Collected data entries
"""

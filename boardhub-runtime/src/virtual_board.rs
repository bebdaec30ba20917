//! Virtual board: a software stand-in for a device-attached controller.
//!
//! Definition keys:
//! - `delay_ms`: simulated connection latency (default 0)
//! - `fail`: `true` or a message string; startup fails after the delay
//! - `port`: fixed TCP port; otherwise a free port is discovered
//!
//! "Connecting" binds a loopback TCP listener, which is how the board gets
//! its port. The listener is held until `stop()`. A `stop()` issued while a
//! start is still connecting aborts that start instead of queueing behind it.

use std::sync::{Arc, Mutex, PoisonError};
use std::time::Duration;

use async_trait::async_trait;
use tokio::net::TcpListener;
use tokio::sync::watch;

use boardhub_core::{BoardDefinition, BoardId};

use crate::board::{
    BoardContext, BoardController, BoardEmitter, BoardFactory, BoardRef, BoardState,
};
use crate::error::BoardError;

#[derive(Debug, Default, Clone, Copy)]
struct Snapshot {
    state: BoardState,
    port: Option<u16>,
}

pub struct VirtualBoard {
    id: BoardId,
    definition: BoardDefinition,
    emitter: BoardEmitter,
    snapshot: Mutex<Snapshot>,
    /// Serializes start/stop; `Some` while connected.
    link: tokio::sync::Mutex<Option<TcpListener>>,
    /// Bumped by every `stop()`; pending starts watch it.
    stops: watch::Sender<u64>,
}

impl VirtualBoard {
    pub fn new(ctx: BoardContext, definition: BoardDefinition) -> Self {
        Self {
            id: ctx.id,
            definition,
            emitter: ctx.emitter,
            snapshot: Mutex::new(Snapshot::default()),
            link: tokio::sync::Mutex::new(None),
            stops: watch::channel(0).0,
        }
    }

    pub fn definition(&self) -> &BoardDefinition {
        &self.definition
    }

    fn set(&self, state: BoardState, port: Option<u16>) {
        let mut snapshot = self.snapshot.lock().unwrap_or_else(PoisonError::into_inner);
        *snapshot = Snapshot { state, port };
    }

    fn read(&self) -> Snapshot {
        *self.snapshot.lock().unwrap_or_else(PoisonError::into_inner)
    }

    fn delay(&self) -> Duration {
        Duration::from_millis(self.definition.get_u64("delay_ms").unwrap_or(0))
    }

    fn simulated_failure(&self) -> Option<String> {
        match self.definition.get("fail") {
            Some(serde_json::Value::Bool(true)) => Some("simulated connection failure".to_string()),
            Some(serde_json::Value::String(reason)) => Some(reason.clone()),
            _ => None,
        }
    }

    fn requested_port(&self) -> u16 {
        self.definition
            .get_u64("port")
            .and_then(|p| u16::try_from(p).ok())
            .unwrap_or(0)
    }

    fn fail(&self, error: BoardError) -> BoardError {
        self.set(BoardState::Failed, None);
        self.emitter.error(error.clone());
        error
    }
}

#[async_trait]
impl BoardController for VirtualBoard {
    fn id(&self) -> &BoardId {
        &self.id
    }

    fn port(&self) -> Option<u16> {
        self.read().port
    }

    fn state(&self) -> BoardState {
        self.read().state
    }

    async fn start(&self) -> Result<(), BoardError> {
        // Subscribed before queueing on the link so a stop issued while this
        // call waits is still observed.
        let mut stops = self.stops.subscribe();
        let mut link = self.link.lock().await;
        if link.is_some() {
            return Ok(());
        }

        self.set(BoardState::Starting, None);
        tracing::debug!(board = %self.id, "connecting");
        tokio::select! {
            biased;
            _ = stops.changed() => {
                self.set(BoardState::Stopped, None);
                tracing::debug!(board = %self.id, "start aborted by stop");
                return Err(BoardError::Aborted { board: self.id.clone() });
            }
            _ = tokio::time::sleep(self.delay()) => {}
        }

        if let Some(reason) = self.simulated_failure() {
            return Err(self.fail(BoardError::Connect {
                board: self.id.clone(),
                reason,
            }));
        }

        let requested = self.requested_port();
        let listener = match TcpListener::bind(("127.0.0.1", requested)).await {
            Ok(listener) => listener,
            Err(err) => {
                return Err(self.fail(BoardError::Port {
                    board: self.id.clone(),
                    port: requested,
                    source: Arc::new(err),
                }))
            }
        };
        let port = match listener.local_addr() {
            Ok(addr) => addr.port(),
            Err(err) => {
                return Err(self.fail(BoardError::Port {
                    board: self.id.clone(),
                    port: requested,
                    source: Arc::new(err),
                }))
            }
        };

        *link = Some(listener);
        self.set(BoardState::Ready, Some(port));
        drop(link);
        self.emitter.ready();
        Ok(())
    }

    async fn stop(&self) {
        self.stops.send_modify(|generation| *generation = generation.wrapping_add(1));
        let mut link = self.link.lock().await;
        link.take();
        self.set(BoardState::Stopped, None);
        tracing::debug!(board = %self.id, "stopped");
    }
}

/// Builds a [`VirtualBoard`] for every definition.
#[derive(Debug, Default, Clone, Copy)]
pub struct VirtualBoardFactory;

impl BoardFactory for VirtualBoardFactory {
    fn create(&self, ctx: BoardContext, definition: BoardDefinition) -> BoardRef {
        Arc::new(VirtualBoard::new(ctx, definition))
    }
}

"""

• [Aim of the task]:
A verbatim copy of every entry is needed.

• [Answer space]:
filename boardhub-runtime/src/virtual_board.rs
repository bebdaec30ba20917
//! Virtual board: a software stand-in for a device-attached controller.
//!
//! Definition keys:
//! - `delay_ms`: simulated connection latency (default 0)
//! - `fail`: `true` or a message string; startup fails after the delay
//! - `port`: fixed TCP port; otherwise a free port is discovered
//!
//! "Connecting" binds a loopback TCP listener, which is how the board gets
//! its port. The listener is held until `stop()`. A `stop()` issued while a
//! start is still connecting aborts that start instead of queueing behind it.

use std::sync::{Arc, Mutex, PoisonError};
use std::time::Duration;

use async_trait::async_trait;
use tokio::net::TcpListener;
use tokio::sync::watch;

use boardhub_core::{BoardDefinition, BoardId};

use crate::board::{
    BoardContext, BoardController, BoardEmitter, BoardFactory, BoardRef, BoardState,
};
use crate::error::BoardError;

#[derive(Debug, Default, Clone, Copy)]
struct Snapshot {
    state: BoardState,
    port: Option<u16>,
}

pub struct VirtualBoard {
    id: BoardId,
    definition: BoardDefinition,
    emitter: BoardEmitter,
    snapshot: Mutex<Snapshot>,
    /// Serializes start/stop; `Some` while connected.
    link: tokio::sync::Mutex<Option<TcpListener>>,
    /// Bumped by every `stop()`; pending starts watch it.
    stops: watch::Sender<u64>,
}

impl VirtualBoard {
    pub fn new(ctx: BoardContext, definition: BoardDefinition) -> Self {
        Self {
            id: ctx.id,
            definition,
            emitter: ctx.emitter,
            snapshot: Mutex::new(Snapshot::default()),
            link: tokio::sync::Mutex::new(None),
            stops: watch::channel(0).0,
        }
    }

    pub fn definition(&self) -> &BoardDefinition {
        &self.definition
    }

    fn set(&self, state: BoardState, port: Option<u16>) {
        let mut snapshot = self.snapshot.lock().unwrap_or_else(PoisonError::into_inner);
        *snapshot = Snapshot { state, port };
    }

    fn read(&self) -> Snapshot {
        *self.snapshot.lock().unwrap_or_else(PoisonError::into_inner)
    }

    fn delay(&self) -> Duration {
        Duration::from_millis(self.definition.get_u64("delay_ms").unwrap_or(0))
    }

    fn simulated_failure(&self) -> Option<String> {
        match self.definition.get("fail") {
            Some(serde_json::Value::Bool(true)) => Some("simulated connection failure".to_string()),
            Some(serde_json::Value::String(reason)) => Some(reason.clone()),
            _ => None,
        }
    }

    fn requested_port(&self) -> u16 {
        self.definition
            .get_u64("port")
            .and_then(|p| u16::try_from(p).ok())
            .unwrap_or(0)
    }

    fn fail(&self, error: BoardError) -> BoardError {
        self.set(BoardState::Failed, None);
        self.emitter.error(error.clone());
        error
    }
}

#[async_trait]
impl BoardController for VirtualBoard {
    fn id(&self) -> &BoardId {
        &self.id
    }

    fn port(&self) -> Option<u16> {
        self.read().port
    }

    fn state(&self) -> BoardState {
        self.read().state
    }

    async fn start(&self) -> Result<(), BoardError> {
        // Subscribed before queueing on the link so a stop issued while this
        // call waits is still observed.
        let mut stops = self.stops.subscribe();
        let mut link = self.link.lock().await;
        if link.is_some() {
            return Ok(());
        }

        self.set(BoardState::Starting, None);
        tracing::debug!(board = %self.id, "connecting");
        tokio::select! {
            biased;
            _ = stops.changed() => {
                self.set(BoardState::Stopped, None);
                tracing::debug!(board = %self.id, "start aborted by stop");
                return Err(BoardError::Aborted { board: self.id.clone() });
            }
            _ = tokio::time::sleep(self.delay()) => {}
        }

        if let Some(reason) = self.simulated_failure() {
            return Err(self.fail(BoardError::Connect {
                board: self.id.clone(),
                reason,
            }));
        }

        let requested = self.requested_port();
        let listener = match TcpListener::bind(("127.0.0.1", requested)).await {
            Ok(listener) => listener,
            Err(err) => {
                return Err(self.fail(BoardError::Port {
                    board: self.id.clone(),
                    port: requested,
                    source: Arc::new(err),
                }))
            }
        };
        let port = match listener.local_addr() {
            Ok(addr) => addr.port(),
            Err(err) => {
                return Err(self.fail(BoardError::Port {
                    board: self.id.clone(),
                    port: requested,
                    source: Arc::new(err),
                }))
            }
        };

        *link = Some(listener);
        self.set(BoardState::Ready, Some(port));
        drop(link);
        self.emitter.ready();
        Ok(())
    }

    async fn stop(&self) {
        self.stops.send_modify(|generation| *generation = generation.wrapping_add(1));
        let mut link = self.link.lock().await;
        link.take();
        self.set(BoardState::Stopped, None);
        tracing::debug!(board = %self.id, "stopped");
    }
}

/// Builds a [`VirtualBoard`] for every definition.
#[derive(Debug, Default, Clone, Copy)]
pub struct VirtualBoardFactory;

impl BoardFactory for VirtualBoardFactory {
    fn create(&self, ctx: BoardContext, definition: BoardDefinition) -> BoardRef {
        Arc::new(VirtualBoard::new(ctx, definition))
    }
}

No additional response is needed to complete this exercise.